Commission Européenne

La Commission européenne a présenté le 12 mars 2018 une proposition de directive1 et de règlement2 (ensemble, les « Propositions« ) en vue de faciliter la commercialisation de parts et actions d’organismes de placements collectifs en valeurs mobilières (« OPCVM« 3) et de fonds d’investissements alternatifs (« FIA« 4) , que ces derniers relèvent ou non des statuts spécifiques (tels qu’EUSEF, EUVECA ou ELTIF) (ensemble, les « Fonds« ).
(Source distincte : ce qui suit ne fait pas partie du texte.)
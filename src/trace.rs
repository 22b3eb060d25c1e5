//! Decoding text traces.
//!
//! Each line has the form `<op> <pc> <next pc>`, with fields separated by a
//! single space. Addresses are written as decimal integers.

use std::fs::File;
use std::io::{BufRead, BufReader};
use std::path::Path;

use crate::branch::*;
use crate::error::*;

/// Decode a single trace line. `line` is the 1-based line number used when
/// reporting errors.
pub fn parse_line(line: usize, text: &str) -> Result<BranchEvent, ParseError> {
    let err = |kind| ParseError { line, kind };

    let fields: Vec<&str> = text.trim().split(' ').collect();
    if fields.len() != 3 {
        return Err(err(ParseErrorKind::FieldCount(fields.len())));
    }

    let op = BranchOp::from_mnemonic(fields[0])
        .ok_or_else(|| err(ParseErrorKind::UnknownOp(fields[0].to_string())))?;
    let parse_addr = |s: &str| {
        s.parse::<u32>()
            .map_err(|_| err(ParseErrorKind::BadAddress(s.to_string())))
    };
    let pc = parse_addr(fields[1])?;
    let next_pc = parse_addr(fields[2])?;

    Ok(BranchEvent::new(op, pc, next_pc))
}

/// Iterator over the events in a text trace.
///
/// Blank lines are skipped. Every other line yields either an event or the
/// error that prevented it from being decoded.
pub struct TraceReader<R: BufRead> {
    inner: R,
    buf: Vec<u8>,

    /// Number of lines consumed so far
    line: usize,
}
impl<R: BufRead> TraceReader<R> {
    pub fn new(inner: R) -> Self {
        Self { inner, buf: Vec::new(), line: 0 }
    }

    /// Return the number of lines consumed so far.
    pub fn lines_read(&self) -> usize { self.line }
}

impl TraceReader<BufReader<File>> {
    /// Open a trace file.
    pub fn from_file(path: impl AsRef<Path>) -> Result<Self, TraceError> {
        let f = File::open(path)?;
        Ok(Self::new(BufReader::new(f)))
    }
}

impl<R: BufRead> Iterator for TraceReader<R> {
    type Item = Result<BranchEvent, TraceError>;
    fn next(&mut self) -> Option<Self::Item> {
        loop {
            self.buf.clear();
            match self.inner.read_until(b'\n', &mut self.buf) {
                Ok(0) => return None,
                Ok(_) => {},
                Err(e) => return Some(Err(e.into())),
            }
            self.line += 1;

            let text = match std::str::from_utf8(&self.buf) {
                Ok(text) => text,
                Err(_) => return Some(Err(ParseError {
                    line: self.line,
                    kind: ParseErrorKind::Encoding,
                }.into())),
            };
            if text.trim().is_empty() {
                continue;
            }
            return Some(parse_line(self.line, text).map_err(Into::into));
        }
    }
}
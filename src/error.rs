//! Error types.

use thiserror::Error;

/// A predictor configuration that cannot be built.
#[derive(Debug, Clone, PartialEq, Eq, Error)]
pub enum ConfigError {
    #[error("saturating counter width must be at least 1 bit")]
    ZeroCounterWidth,

    #[error("saturating counter width of {bits} bits exceeds the 8-bit limit")]
    CounterTooWide { bits: u32 },

    #[error("{bits} PC index bits exceeds the 30 usable bits of a 32-bit PC")]
    PcBitsTooWide { bits: u32 },

    #[error("2^{bits} pattern history entries is too large to allocate")]
    TableTooLarge { bits: u32 },
}

/// The reason a trace line could not be decoded.
#[derive(Debug, Clone, PartialEq, Eq, Error)]
pub enum ParseErrorKind {
    #[error("expected 3 fields, found {0}")]
    FieldCount(usize),

    #[error("unknown operation '{0}'")]
    UnknownOp(String),

    #[error("invalid address '{0}'")]
    BadAddress(String),

    #[error("line is not valid UTF-8")]
    Encoding,
}

/// A malformed line in a trace.
#[derive(Debug, Clone, PartialEq, Eq, Error)]
#[error("line {line}: {kind}")]
pub struct ParseError {
    /// 1-based line number
    pub line: usize,
    pub kind: ParseErrorKind,
}

#[derive(Debug, Error)]
pub enum TraceError {
    #[error("failed to read trace")]
    Io(#[from] std::io::Error),

    #[error(transparent)]
    Parse(#[from] ParseError),
}
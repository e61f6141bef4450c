//! Registry of mapping versions.
//!
//! Lookups are by exact prefix match only. Exactly one registered version
//! is the default, used when encoding new ids; unknown prefixes fail with
//! `InvalidRevisionId` and never fall back to the default.

use std::collections::BTreeMap;
use std::sync::Arc;

use crate::errors::MappingError;
use crate::models::NodeHash;

use super::version::{ExperimentalMapping, MappingVersion};

/// Family prefix shared by all mapped revision ids. Ids outside this
/// family are rejected before any version lookup.
const FAMILY_PREFIX: &str = "hg-";

/// A table from mapping-version prefix to scheme implementation, with one
/// designated default.
///
/// Passed by reference through the call chain rather than held as
/// process-wide mutable state, so concurrent operations each see a
/// consistent table.
#[derive(Debug, Clone)]
pub struct MappingRegistry {
    versions: BTreeMap<String, Arc<dyn MappingVersion>>,
    default_version: Arc<dyn MappingVersion>,
}

impl Default for MappingRegistry {
    /// A registry with [`ExperimentalMapping`] registered as the default.
    fn default() -> Self {
        let default: Arc<dyn MappingVersion> = Arc::new(ExperimentalMapping);
        let mut registry = Self {
            versions: BTreeMap::new(),
            default_version: Arc::clone(&default),
        };
        registry.register(default);
        registry
    }
}

impl MappingRegistry {
    /// Register a mapping version under its prefix.
    pub fn register(&mut self, version: Arc<dyn MappingVersion>) {
        self.versions.insert(version.prefix().to_string(), version);
    }

    /// Make a registered version the default for encoding.
    pub fn set_default(&mut self, prefix: &str) -> Result<(), MappingError> {
        let version =
            self.versions
                .get(prefix)
                .ok_or_else(|| MappingError::InvalidRevisionId {
                    id: prefix.to_string(),
                    detail: "not a registered mapping version".into(),
                })?;
        self.default_version = Arc::clone(version);
        Ok(())
    }

    /// Look up a version by exact prefix.
    pub fn get(&self, prefix: &str) -> Option<&Arc<dyn MappingVersion>> {
        self.versions.get(prefix)
    }

    /// The default version.
    pub fn default_version(&self) -> &Arc<dyn MappingVersion> {
        &self.default_version
    }

    /// Prefix of the default version.
    pub fn default_prefix(&self) -> &str {
        self.default_version.prefix()
    }

    /// Parse a rendered tree-system revision id into its embedded hash and
    /// mapping-version prefix.
    ///
    /// The caller handles the `null:` sentinel before calling this.
    pub fn parse(&self, id: &str) -> Result<(NodeHash, String), MappingError> {
        if !id.starts_with(FAMILY_PREFIX) {
            return Err(MappingError::InvalidRevisionId {
                id: id.to_string(),
                detail: format!("id does not start with '{}'", FAMILY_PREFIX),
            });
        }
        let (prefix, payload) = id.split_once(':').ok_or_else(|| {
            MappingError::InvalidRevisionId {
                id: id.to_string(),
                detail: "id has no ':' separator".into(),
            }
        })?;
        let version = self
            .get(prefix)
            .ok_or_else(|| MappingError::InvalidRevisionId {
                id: id.to_string(),
                detail: format!("unknown mapping version prefix '{}'", prefix),
            })?;
        let hash = version.decode_payload(payload)?;
        Ok((hash, prefix.to_string()))
    }
}
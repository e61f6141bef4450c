//! Missing-revision discovery.
//!
//! Determines, without transferring full history, exactly which
//! flat-system revisions reachable from a set of requested heads are
//! unknown to the tree-system target. Two phases: branch-segment
//! expansion over the source's segment shapes, then binary-search
//! narrowing of segments whose root is already known locally.

use std::cell::RefCell;
use std::collections::{BTreeSet, HashMap, HashSet, VecDeque};

use tracing::debug;

use crate::errors::GraphError;
use crate::mapping::IdentityMapper;
use crate::models::{BranchSegment, NodeHash};
use crate::repo::{FlatRepo, TreeRepo};

/// Default number of parent ids looked up per `branches` request.
/// A performance policy, not a correctness requirement.
pub const DEFAULT_BRANCH_BATCH_SIZE: usize = 10;

/// Frontier discovery engine over one source/target pair.
///
/// The local-knowledge memo is scoped to one engine, i.e. one discovery
/// operation; build a fresh engine per call.
pub struct GraphDiffEngine<'a, S: FlatRepo + ?Sized, T: TreeRepo + ?Sized> {
    source: &'a S,
    target: &'a T,
    mapper: &'a IdentityMapper,
    batch_size: usize,
    known: RefCell<HashMap<NodeHash, bool>>,
}

impl<'a, S: FlatRepo + ?Sized, T: TreeRepo + ?Sized> GraphDiffEngine<'a, S, T> {
    pub fn new(source: &'a S, target: &'a T, mapper: &'a IdentityMapper) -> Self {
        Self {
            source,
            target,
            mapper,
            batch_size: DEFAULT_BRANCH_BATCH_SIZE,
            known: RefCell::new(HashMap::new()),
        }
    }

    pub fn with_batch_size(mut self, batch_size: usize) -> Self {
        self.batch_size = batch_size.max(1);
        self
    }

    /// Whether the target already knows this flat-system revision.
    /// The sentinel counts as known everywhere.
    fn known_locally(&self, node: &NodeHash) -> Result<bool, GraphError> {
        if node.is_null() {
            return Ok(true);
        }
        if let Some(known) = self.known.borrow().get(node) {
            return Ok(*known);
        }
        let id = self.mapper.revision_to_local(node);
        let known = !self.target.has_revisions(&[id.clone()])?.is_empty();
        self.known.borrow_mut().insert(*node, known);
        Ok(known)
    }

    /// Find the minimal frontier of source revisions the target must
    /// fetch to cover `heads`.
    ///
    /// A returned revision is directly fetchable: both of its parents are
    /// already present in the target, or it was isolated as the boundary
    /// of a narrowed branch segment. The ancestor-closure of the frontier
    /// is the caller's concern once a topological fetch order is computed.
    pub fn find_missing(&self, heads: &[NodeHash]) -> Result<BTreeSet<NodeHash>, GraphError> {
        let mut unknown_heads = Vec::new();
        for head in heads {
            if !self.known_locally(head)? {
                unknown_heads.push(*head);
            }
        }
        let mut fetch = BTreeSet::new();
        if unknown_heads.is_empty() {
            debug!("all requested heads already known locally");
            return Ok(fetch);
        }

        // Phase 1: expand branch segments from the unknown heads.
        let mut seen: HashSet<NodeHash> = HashSet::new();
        let mut seen_branch: HashSet<BranchSegment> = HashSet::new();
        let mut requested: HashSet<NodeHash> = unknown_heads.iter().copied().collect();
        let mut search: Vec<(NodeHash, NodeHash)> = Vec::new();

        let mut worklist: VecDeque<BranchSegment> =
            self.source.branches(&unknown_heads)?.into();
        while !worklist.is_empty() {
            let mut pending_parents: Vec<NodeHash> = Vec::new();
            while let Some(segment) = worklist.pop_front() {
                if seen.contains(&segment.head) {
                    continue;
                }
                debug!(head = %segment.head, root = %segment.root, "examining branch segment");
                if segment.head.is_null() {
                    // reached the start of history on this branch
                } else if seen_branch.contains(&segment) {
                    debug!("branch already found");
                    continue;
                } else if self.known_locally(&segment.root)? {
                    // Complete but unscanned: the boundary lies somewhere
                    // inside the segment. Narrow it in phase 2.
                    debug!(head = %segment.head, root = %segment.root, "found incomplete branch");
                    search.push((segment.head, segment.root));
                    seen_branch.insert(segment);
                } else {
                    if !seen.contains(&segment.root) && !fetch.contains(&segment.root) {
                        if self.known_locally(&segment.parent1)?
                            && self.known_locally(&segment.parent2)?
                        {
                            debug!(root = %segment.root, "found new changeset");
                            fetch.insert(segment.root);
                        }
                    }
                    for parent in [segment.parent1, segment.parent2] {
                        if !requested.contains(&parent) && !self.known_locally(&parent)? {
                            pending_parents.push(parent);
                            requested.insert(parent);
                        }
                    }
                }
                seen.insert(segment.head);
            }

            for chunk in pending_parents.chunks(self.batch_size) {
                for segment in self.source.branches(chunk)? {
                    debug!(head = %segment.head, root = %segment.root, "received branch segment");
                    worklist.push_back(segment);
                }
            }
        }

        // Phase 2: binary search over complete-but-unscanned segments.
        while !search.is_empty() {
            let mut narrowed = Vec::new();
            let probe_lists = self.source.between(&search)?;
            for ((head, root), mut probes) in search.iter().zip(probe_lists) {
                probes.push(*root);
                let mut boundary = *head;
                let mut stride: u64 = 1;
                for probe in probes {
                    debug!(stride, probe = %probe, "narrowing branch search");
                    if self.known_locally(&probe)? {
                        if stride <= 2 {
                            debug!(boundary = %boundary, "found new branch changeset");
                            fetch.insert(boundary);
                        } else {
                            debug!(head = %boundary, root = %probe, "narrowed branch search");
                            narrowed.push((boundary, probe));
                        }
                        break;
                    }
                    boundary = probe;
                    stride *= 2;
                }
            }
            search = narrowed;
        }

        Ok(fetch)
    }
}

#[cfg(test)]
mod tests {
    use super::*;

    use crate::memory::{MemFlatRepo, MemTreeRepo};
    use crate::models::RevisionMetadata;
    use crate::tree::TreeSnapshot;

    fn node(n: u8) -> NodeHash {
        NodeHash::from_array([n; 20])
    }

    fn seed_target(target: &mut MemTreeRepo, mapper: &IdentityMapper, nodes: &[NodeHash]) {
        target.start_write_group().unwrap();
        for n in nodes {
            let id = mapper.revision_to_local(n);
            let meta = RevisionMetadata {
                id: id.clone(),
                parent_ids: vec![],
                committer: "alice".into(),
                message: "seed".into(),
                timestamp: 0,
                tz_offset_secs: 0,
            };
            target.add_revision(meta, TreeSnapshot::new(id)).unwrap();
        }
        target.commit_write_group().unwrap();
    }

    /// n1 <- n2 <- n4 (merge of n2, n3) <- n5, with n3 also off n1.
    fn merge_repo() -> MemFlatRepo {
        let mut repo = MemFlatRepo::new();
        repo.commit(node(1), (NodeHash::NULL, NodeHash::NULL), "a", "1", &[]);
        repo.commit(node(2), (node(1), NodeHash::NULL), "a", "2", &[]);
        repo.commit(node(3), (node(1), NodeHash::NULL), "a", "3", &[]);
        repo.commit(node(4), (node(2), node(3)), "a", "merge", &[]);
        repo.commit(node(5), (node(4), NodeHash::NULL), "a", "5", &[]);
        repo
    }

    #[test]
    fn test_known_heads_yield_empty_frontier() {
        let source = merge_repo();
        let mut target = MemTreeRepo::new();
        let mapper = IdentityMapper::default();
        seed_target(&mut target, &mapper, &[node(1), node(2), node(3), node(4), node(5)]);

        let engine = GraphDiffEngine::new(&source, &target, &mapper);
        let fetch = engine.find_missing(&[node(5)]).unwrap();
        assert!(fetch.is_empty());
        assert_eq!(source.branches_calls.get(), 0, "no source traffic expected");
    }

    #[test]
    fn test_empty_target_frontier_is_history_root() {
        let source = merge_repo();
        let target = MemTreeRepo::new();
        let mapper = IdentityMapper::default();

        let engine = GraphDiffEngine::new(&source, &target, &mapper);
        let fetch = engine.find_missing(&[node(5)]).unwrap();
        assert_eq!(fetch.into_iter().collect::<Vec<_>>(), vec![node(1)]);
    }

    #[test]
    fn test_partially_known_merge_isolates_missing_branch() {
        let source = merge_repo();
        let mut target = MemTreeRepo::new();
        let mapper = IdentityMapper::default();
        seed_target(&mut target, &mapper, &[node(1), node(2)]);

        let engine = GraphDiffEngine::new(&source, &target, &mapper);
        let fetch = engine.find_missing(&[node(5)]).unwrap();
        // n3 is the only revision whose parents are all present.
        assert_eq!(fetch.into_iter().collect::<Vec<_>>(), vec![node(3)]);
    }

    #[test]
    fn test_narrowing_long_chain_costs_log_rounds() {
        let mut source = MemFlatRepo::new();
        for i in 1..=64u8 {
            let parent = if i == 1 { NodeHash::NULL } else { node(i - 1) };
            source.commit(node(i), (parent, NodeHash::NULL), "a", "c", &[]);
        }
        let mut target = MemTreeRepo::new();
        let mapper = IdentityMapper::default();
        seed_target(&mut target, &mapper, &[node(1)]);

        let engine = GraphDiffEngine::new(&source, &target, &mapper);
        let fetch = engine.find_missing(&[node(64)]).unwrap();
        assert_eq!(fetch.into_iter().collect::<Vec<_>>(), vec![node(2)]);
        assert!(
            source.between_calls.get() <= 8,
            "expected logarithmic narrowing, got {} rounds",
            source.between_calls.get()
        );
    }
}
//! TOML-based configuration for the bridge.
//!
//! Everything has a usable default; an absent file section means "use the
//! defaults", and a missing file is an error only when a path is given
//! explicitly.

use std::path::Path;

use serde::{Deserialize, Serialize};
use tracing::{debug, info};

use crate::errors::ConfigError;
use crate::graph::DEFAULT_BRANCH_BATCH_SIZE;
use crate::mapping::EXPERIMENTAL_PREFIX;

/// Top-level bridge configuration loaded from a TOML file.
#[derive(Debug, Clone, Default, Serialize, Deserialize)]
pub struct BridgeConfig {
    /// Logging settings.
    #[serde(default)]
    pub log: LogConfig,

    /// Id-space translation settings.
    #[serde(default)]
    pub mapping: MappingConfig,

    /// Missing-revision discovery settings.
    #[serde(default)]
    pub discovery: DiscoveryConfig,
}

/// Logging configuration.
#[derive(Debug, Clone, Serialize, Deserialize)]
pub struct LogConfig {
    /// Minimum tracing level: trace, debug, info, warn, error.
    #[serde(default = "default_log_level")]
    pub level: String,
}

fn default_log_level() -> String {
    "info".into()
}

impl Default for LogConfig {
    fn default() -> Self {
        Self {
            level: default_log_level(),
        }
    }
}

/// Id-space translation configuration.
#[derive(Debug, Clone, Serialize, Deserialize)]
pub struct MappingConfig {
    /// Mapping-version prefix used when encoding new revision ids.
    #[serde(default = "default_mapping_version")]
    pub default_version: String,
}

fn default_mapping_version() -> String {
    EXPERIMENTAL_PREFIX.into()
}

impl Default for MappingConfig {
    fn default() -> Self {
        Self {
            default_version: default_mapping_version(),
        }
    }
}

/// Discovery configuration.
#[derive(Debug, Clone, Serialize, Deserialize)]
pub struct DiscoveryConfig {
    /// Parent ids looked up per `branches` request during expansion.
    #[serde(default = "default_branch_batch_size")]
    pub branch_batch_size: usize,
}

fn default_branch_batch_size() -> usize {
    DEFAULT_BRANCH_BATCH_SIZE
}

impl Default for DiscoveryConfig {
    fn default() -> Self {
        Self {
            branch_batch_size: default_branch_batch_size(),
        }
    }
}

impl BridgeConfig {
    /// Load and validate a configuration file.
    pub fn load_from_file<P: AsRef<Path>>(path: P) -> Result<Self, ConfigError> {
        let path = path.as_ref();
        info!(path = %path.display(), "loading configuration");

        if !path.exists() {
            return Err(ConfigError::FileNotFound(path.display().to_string()));
        }

        let contents = std::fs::read_to_string(path)?;
        let config: BridgeConfig =
            toml::from_str(&contents).map_err(|e| ConfigError::ParseError(e.to_string()))?;
        config.validate()?;

        debug!("configuration parsed successfully");
        Ok(config)
    }

    /// Check value-level constraints the type system cannot express.
    pub fn validate(&self) -> Result<(), ConfigError> {
        match self.log.level.as_str() {
            "trace" | "debug" | "info" | "warn" | "error" => {}
            other => {
                return Err(ConfigError::InvalidValue {
                    field: "log.level".into(),
                    detail: format!("unknown level '{}'", other),
                });
            }
        }
        if self.mapping.default_version.is_empty() {
            return Err(ConfigError::InvalidValue {
                field: "mapping.default_version".into(),
                detail: "must not be empty".into(),
            });
        }
        if self.discovery.branch_batch_size == 0 {
            return Err(ConfigError::InvalidValue {
                field: "discovery.branch_batch_size".into(),
                detail: "must be at least 1".into(),
            });
        }
        Ok(())
    }
}
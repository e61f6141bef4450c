//! Revision-graph algorithms.
//!
//! [`ancestry`] answers ancestry-or-equal queries over a lazily expanded
//! graph, [`topo`] orders a materialized graph parents-first, and
//! [`discovery`] finds the minimal frontier of source revisions a target
//! is missing.

pub mod ancestry;
pub mod discovery;
pub mod topo;

pub use ancestry::{AncestryIndex, MaterializedGraph, ParentSource};
pub use discovery::{GraphDiffEngine, DEFAULT_BRANCH_BATCH_SIZE};
pub use topo::topo_sort;
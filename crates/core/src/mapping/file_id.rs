//! Path-derived file ids.
//!
//! The tree system needs a stable identifier per versioned path; the flat
//! system has none, so file ids are derived deterministically from the
//! UTF-8 path via a reversible escaping scheme: `_` → `__`, `/` → `_s`,
//! space → `_w`. The path root gets the fixed well-known id rather than
//! the empty-string encoding.

use std::fmt;

use serde::Serialize;

use crate::errors::MappingError;

/// Prefix carried by every path-derived file id.
pub const FILE_ID_PREFIX: &str = "hg:";

/// The fixed id of the tree root entry.
pub const TREE_ROOT_ID: &str = "TREE_ROOT";

/// A stable tree-system file identifier.
#[derive(Debug, Clone, PartialEq, Eq, Hash, PartialOrd, Ord, Serialize)]
pub struct FileId(String);

impl FileId {
    /// The well-known root id.
    pub fn root() -> Self {
        FileId(TREE_ROOT_ID.to_string())
    }

    pub fn as_str(&self) -> &str {
        &self.0
    }

    pub fn is_root(&self) -> bool {
        self.0 == TREE_ROOT_ID
    }
}

impl fmt::Display for FileId {
    fn fmt(&self, f: &mut fmt::Formatter<'_>) -> fmt::Result {
        f.write_str(&self.0)
    }
}

/// Escape a path for embedding in a file id.
pub fn escape_path(path: &str) -> String {
    let mut out = String::with_capacity(path.len());
    for c in path.chars() {
        match c {
            '_' => out.push_str("__"),
            '/' => out.push_str("_s"),
            ' ' => out.push_str("_w"),
            other => out.push(other),
        }
    }
    out
}

/// Invert [`escape_path`]. Fails on any `_x` sequence that is not one of
/// the three defined escapes, and on a trailing `_`.
pub fn unescape_path(escaped: &str) -> Result<String, MappingError> {
    let mut out = String::with_capacity(escaped.len());
    let mut chars = escaped.chars();
    while let Some(c) = chars.next() {
        if c != '_' {
            out.push(c);
            continue;
        }
        match chars.next() {
            Some('_') => out.push('_'),
            Some('s') => out.push('/'),
            Some('w') => out.push(' '),
            Some(other) => {
                return Err(MappingError::MalformedFileId {
                    id: escaped.to_string(),
                    detail: format!("invalid escape sequence '_{}'", other),
                })
            }
            None => {
                return Err(MappingError::MalformedFileId {
                    id: escaped.to_string(),
                    detail: "trailing '_' with no escape code".into(),
                })
            }
        }
    }
    Ok(out)
}

/// Derive the file id for a path. The empty path maps to the well-known
/// root id, bypassing escaping.
pub fn file_id_for_path(path: &str) -> FileId {
    if path.is_empty() {
        return FileId::root();
    }
    FileId(format!("{}{}", FILE_ID_PREFIX, escape_path(path)))
}

/// Recover the path a file id was derived from. The root id maps to the
/// empty path.
pub fn path_for_file_id(id: &FileId) -> Result<String, MappingError> {
    if id.is_root() {
        return Ok(String::new());
    }
    let escaped = id
        .as_str()
        .strip_prefix(FILE_ID_PREFIX)
        .ok_or_else(|| MappingError::MalformedFileId {
            id: id.as_str().to_string(),
            detail: format!("missing '{}' prefix", FILE_ID_PREFIX),
        })?;
    unescape_path(escaped)
}
//! HgBzrSync core library.
//!
//! This crate bridges a flat-manifest version control model onto a
//! hierarchical tree model: identity mapping between the two id spaces,
//! missing-revision discovery, tree synthesis from flat manifests, and the
//! fetch engine that ties them together over a pair of repository traits.

pub mod config;
pub mod errors;
pub mod graph;
pub mod mapping;
pub mod memory;
pub mod models;
pub mod repo;
pub mod sync_engine;
pub mod tree;

// Re-exports for convenience.
pub use config::BridgeConfig;
pub use errors::BridgeError;
pub use graph::{AncestryIndex, GraphDiffEngine};
pub use mapping::IdentityMapper;
pub use repo::{FlatRepo, TreeRepo};
pub use sync_engine::{FetchSpec, SyncEngine};
pub use tree::{TreeSnapshot, TreeSynthesizer};
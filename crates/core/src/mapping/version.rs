//! Versioned revision-id mapping schemes.
//!
//! A mapping version is an invertible encoding of a flat-system hash into
//! a tree-system revision id, identified by its prefix. The sentinel pair
//! (all-zero hash / `null:`) is handled by the [`IdentityMapper`] before
//! any scheme is consulted and never reaches `decode_payload`.
//!
//! [`IdentityMapper`]: super::IdentityMapper

use std::fmt;

use crate::errors::MappingError;
use crate::models::{NodeHash, RevisionId};

/// An invertible scheme for embedding flat-system hashes in tree-system
/// revision ids.
///
/// `encode` and `decode_payload` must be mutual inverses for every hash.
pub trait MappingVersion: fmt::Debug + Send + Sync {
    /// The id prefix this version registers under, e.g. `hg-experimental`.
    fn prefix(&self) -> &'static str;

    /// Encode a (non-sentinel) hash as a tree-system revision id.
    fn encode(&self, hash: &NodeHash) -> RevisionId {
        RevisionId::Mapped {
            version: self.prefix().to_string(),
            hash: *hash,
        }
    }

    /// Decode the payload following `<prefix>:` back into a hash.
    fn decode_payload(&self, payload: &str) -> Result<NodeHash, MappingError> {
        NodeHash::from_hex(payload).ok_or_else(|| MappingError::InvalidRevisionId {
            id: format!("{}:{}", self.prefix(), payload),
            detail: "payload is not 40 hex characters".into(),
        })
    }
}

/// The first (and default) mapping version.
///
/// Encodes the hash as `hg-experimental:<40-hex>`.
#[derive(Debug, Clone, Copy, Default)]
pub struct ExperimentalMapping;

/// Prefix of [`ExperimentalMapping`].
pub const EXPERIMENTAL_PREFIX: &str = "hg-experimental";

impl MappingVersion for ExperimentalMapping {
    fn prefix(&self) -> &'static str {
        EXPERIMENTAL_PREFIX
    }
}
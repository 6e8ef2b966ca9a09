use super::traits::ConfigSection;
use crate::error::MelogenError;
use crate::scale::{Scale, ScaleType};
use serde::{Deserialize, Serialize};

#[derive(Debug, Clone, Serialize, Deserialize)]
pub struct OutputConfig {
    pub scale: ScaleType,
    pub key: String,
    pub tempo: u32,
    pub path: String,
}

impl Default for OutputConfig {
    fn default() -> Self {
        Self {
            scale: ScaleType::MinorBlues,
            key: "C".to_string(),
            tempo: 130,
            path: "untitled.mid".to_string(),
        }
    }
}

impl ConfigSection for OutputConfig {
    fn section_name() -> &'static str {
        "output"
    }

    fn validate(&self) -> Result<(), MelogenError> {
        if self.tempo == 0 {
            return Err(MelogenError::Configuration(
                "Tempo must be positive".to_string(),
            ));
        }
        if self.path.is_empty() {
            return Err(MelogenError::Configuration(
                "Output path must not be empty".to_string(),
            ));
        }
        // surfaces a bad key name before the run starts
        Scale::new(self.scale, &self.key)?;
        Ok(())
    }
}
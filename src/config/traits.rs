use crate::error::MelogenError;
use serde::{Deserialize, Serialize};

/// Trait for configuration sections
pub trait ConfigSection: Serialize + for<'de> Deserialize<'de> + Default + Clone {
    fn section_name() -> &'static str;
    fn validate(&self) -> Result<(), MelogenError>;
}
Si ces Propositions vont évoluer avant d’être adoptées, il faut noter que l’objectif poursuivi est bien de faciliter la commercialisation des Fonds à travers l’Union, la Commission ayant constaté que si le nombre de Fonds en Europe est supérieur à celui des Etats-Unis, leurs encours sont sensiblement plus faibles.

Outre leurs dispositions visant à modifier UCITSD et l’AIFMD, avec (i) la centralisation au niveau de l’ESMA des informations sur les Fonds et leurs gestionnaires ainsi que (ii) la diffusion par les autorités compétentes (ex : l’AMF) d’informations sur les normes et coûts réglementaires afférents dans les juridictions considérées, les Propositions envisagent des modifications aux directives actuelles qui s’articulent autour de quatre séries de mesures dont certaines seraient susceptibles d’impacter de manière substantielle la dynamique actuelle de commercialisation en France :

  • tout d’abord, la proposition de règlement vise à uniformiser, sur la base d’UCITSD, les conditions applicables à la documentation commerciale. S’agissant spécifiquement des OPCVM, la revue de cette documentation ne constituerait pas une condition préalable à la commercialisation dès lors qu‘elle devrait intervenir dans un délai de dix jours à compter de la notification de commercialisation. Les autorités de tutelle seraient donc contraintes, en termes de temps de revue, pour valider la documentation qui leur serait présentée ;
  • ensuite, la proposition de directive introduit un concept de pré-commercialisation qui n’est pas inconnu du droit français5 : la « pré-commercialisation [désigne] la fourniture directe ou indirecte d’informations sur les stratégies d’investissement ou les idées d’investissement par un gestionnaire ou en son nom à des investisseurs professionnels domiciliés ou enregistrés dans l’Union afin de tester leur participation dans un [Fonds] non encore établi ». Comme pour le texte français, les souscriptions éventuelles, par les investisseurs approchés seront considérées comme résultant d’un acte de commercialisation. En revanche, à la différence du texte français qui limite cette pratique à une prise de contact de cinquante investisseurs au plus, le projet européen ne fixe pas de limite. Toutefois, alors que le texte français couvre tant les OPCVM que les FIA, le concept de pré-commercialisation n’est envisagé par les Propositions que pour les FIA ;
  • par ailleurs, la proposition de directive prohibe les dispositions légales des Etats membres requérant des Fonds l’établissement d’une présence locale pour le traitement des souscriptions pour favoriser, au contraire, un régime de diffusion de traitement de ces demandes sur une base uniformisée. Cette disposition pourrait donc impacter le régime du correspondant centralisateur de droit français ;
  • enfin, les Propositions prévoient qu’un Fonds puisse cesser de commercialiser ses parts ou actions dans un Etat membre donné dès lors que moins de 10 investisseurs représentant moins de 1% des actifs sous gestion de ce Fonds sont établis dans la juridiction considérée. A l’issue de cette période, le fonds ne serait plus soumis qu’aux exigences générales d’information de ses investisseurs et non plus à celles spécifiques à l’exercice de son passeport commercialisation.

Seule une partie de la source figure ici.